• How to complete this task: All entries that follow are to be printed exactly as written.

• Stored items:
..............................

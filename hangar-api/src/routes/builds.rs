use crate::{
    error::{ApiResult, ErrorBody},
    state::AppState,
};
use axum::{
    extract::{Path, State},
    routing::{get, post},
    Extension, Json, Router,
};
use hangar_orchestrator::{Actor, CreateBuildRequest, WorkspaceBuild};

pub fn routes() -> Router<AppState> {
    Router::new()
        .route(
            "/api/v1/workspaces/{id}/builds",
            get(list_builds).post(create_build),
        )
        .route("/api/v1/builds/{id}", get(get_build))
        .route("/api/v1/builds/{id}/cancel", post(cancel_build))
}

#[utoipa::path(
    post,
    path = "/api/v1/workspaces/{id}/builds",
    params(("id" = String, Path, description = "Workspace ID")),
    request_body = CreateBuildRequest,
    responses(
        (status = 200, description = "Build created and its job queued", body = WorkspaceBuild),
        (status = 403, description = "Permission denied", body = ErrorBody),
        (status = 409, description = "Another build of the workspace is active", body = ErrorBody)
    ),
    tag = "builds"
)]
pub async fn create_build(
    State(state): State<AppState>,
    Extension(actor): Extension<Actor>,
    Path(id): Path<String>,
    Json(req): Json<CreateBuildRequest>,
) -> ApiResult<Json<WorkspaceBuild>> {
    let build = state.orchestrator.create_build(&actor, &id, req).await?;

    Ok(Json(build))
}

#[utoipa::path(
    get,
    path = "/api/v1/workspaces/{id}/builds",
    params(("id" = String, Path, description = "Workspace ID")),
    responses(
        (status = 200, description = "Builds, newest first", body = Vec<WorkspaceBuild>),
        (status = 404, description = "Workspace not found", body = ErrorBody)
    ),
    tag = "builds"
)]
pub async fn list_builds(
    State(state): State<AppState>,
    Extension(actor): Extension<Actor>,
    Path(id): Path<String>,
) -> ApiResult<Json<Vec<WorkspaceBuild>>> {
    let builds = state.orchestrator.list_builds(&actor, &id).await?;

    Ok(Json(builds))
}

#[utoipa::path(
    get,
    path = "/api/v1/builds/{id}",
    params(("id" = String, Path, description = "Build ID")),
    responses(
        (status = 200, description = "Build", body = WorkspaceBuild),
        (status = 404, description = "Build not found", body = ErrorBody)
    ),
    tag = "builds"
)]
pub async fn get_build(
    State(state): State<AppState>,
    Extension(actor): Extension<Actor>,
    Path(id): Path<String>,
) -> ApiResult<Json<WorkspaceBuild>> {
    let build = state.orchestrator.get_build(&actor, &id).await?;

    Ok(Json(build))
}

#[utoipa::path(
    post,
    path = "/api/v1/builds/{id}/cancel",
    params(("id" = String, Path, description = "Build ID")),
    responses(
        (status = 200, description = "Cancellation requested", body = WorkspaceBuild),
        (status = 404, description = "Build not found", body = ErrorBody)
    ),
    tag = "builds"
)]
pub async fn cancel_build(
    State(state): State<AppState>,
    Extension(actor): Extension<Actor>,
    Path(id): Path<String>,
) -> ApiResult<Json<WorkspaceBuild>> {
    let build = state.orchestrator.cancel_build(&actor, &id).await?;

    Ok(Json(build))
}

..............................

• Reply to the task:
filename hangar-api/src/routes/builds.rs
use crate::{
    error::{ApiResult, ErrorBody},
    state::AppState,
};
use axum::{
    extract::{Path, State},
    routing::{get, post},
    Extension, Json, Router,
};
use hangar_orchestrator::{Actor, CreateBuildRequest, WorkspaceBuild};

pub fn routes() -> Router<AppState> {
    Router::new()
        .route(
            "/api/v1/workspaces/{id}/builds",
            get(list_builds).post(create_build),
        )
        .route("/api/v1/builds/{id}", get(get_build))
        .route("/api/v1/builds/{id}/cancel", post(cancel_build))
}

#[utoipa::path(
    post,
    path = "/api/v1/workspaces/{id}/builds",
    params(("id" = String, Path, description = "Workspace ID")),
    request_body = CreateBuildRequest,
    responses(
        (status = 200, description = "Build created and its job queued", body = WorkspaceBuild),
        (status = 403, description = "Permission denied", body = ErrorBody),
        (status = 409, description = "Another build of the workspace is active", body = ErrorBody)
    ),
    tag = "builds"
)]
pub async fn create_build(
    State(state): State<AppState>,
    Extension(actor): Extension<Actor>,
    Path(id): Path<String>,
    Json(req): Json<CreateBuildRequest>,
) -> ApiResult<Json<WorkspaceBuild>> {
    let build = state.orchestrator.create_build(&actor, &id, req).await?;

    Ok(Json(build))
}

#[utoipa::path(
    get,
    path = "/api/v1/workspaces/{id}/builds",
    params(("id" = String, Path, description = "Workspace ID")),
    responses(
        (status = 200, description = "Builds, newest first", body = Vec<WorkspaceBuild>),
        (status = 404, description = "Workspace not found", body = ErrorBody)
    ),
    tag = "builds"
)]
pub async fn list_builds(
    State(state): State<AppState>,
    Extension(actor): Extension<Actor>,
    Path(id): Path<String>,
) -> ApiResult<Json<Vec<WorkspaceBuild>>> {
    let builds = state.orchestrator.list_builds(&actor, &id).await?;

    Ok(Json(builds))
}

#[utoipa::path(
    get,
    path = "/api/v1/builds/{id}",
    params(("id" = String, Path, description = "Build ID")),
    responses(
        (status = 200, description = "Build", body = WorkspaceBuild),
        (status = 404, description = "Build not found", body = ErrorBody)
    ),
    tag = "builds"
)]
pub async fn get_build(
    State(state): State<AppState>,
    Extension(actor): Extension<Actor>,
    Path(id): Path<String>,
) -> ApiResult<Json<WorkspaceBuild>> {
    let build = state.orchestrator.get_build(&actor, &id).await?;

    Ok(Json(build))
}

#[utoipa::path(
    post,
    path = "/api/v1/builds/{id}/cancel",
    params(("id" = String, Path, description = "Build ID")),
    responses(
        (status = 200, description = "Cancellation requested", body = WorkspaceBuild),
        (status = 404, description = "Build not found", body = ErrorBody)
    ),
    tag = "builds"
)]
pub async fn cancel_build(
    State(state): State<AppState>,
    Extension(actor): Extension<Actor>,
    Path(id): Path<String>,
) -> ApiResult<Json<WorkspaceBuild>> {
    let build = state.orchestrator.cancel_build(&actor, &id).await?;

    Ok(Json(build))
}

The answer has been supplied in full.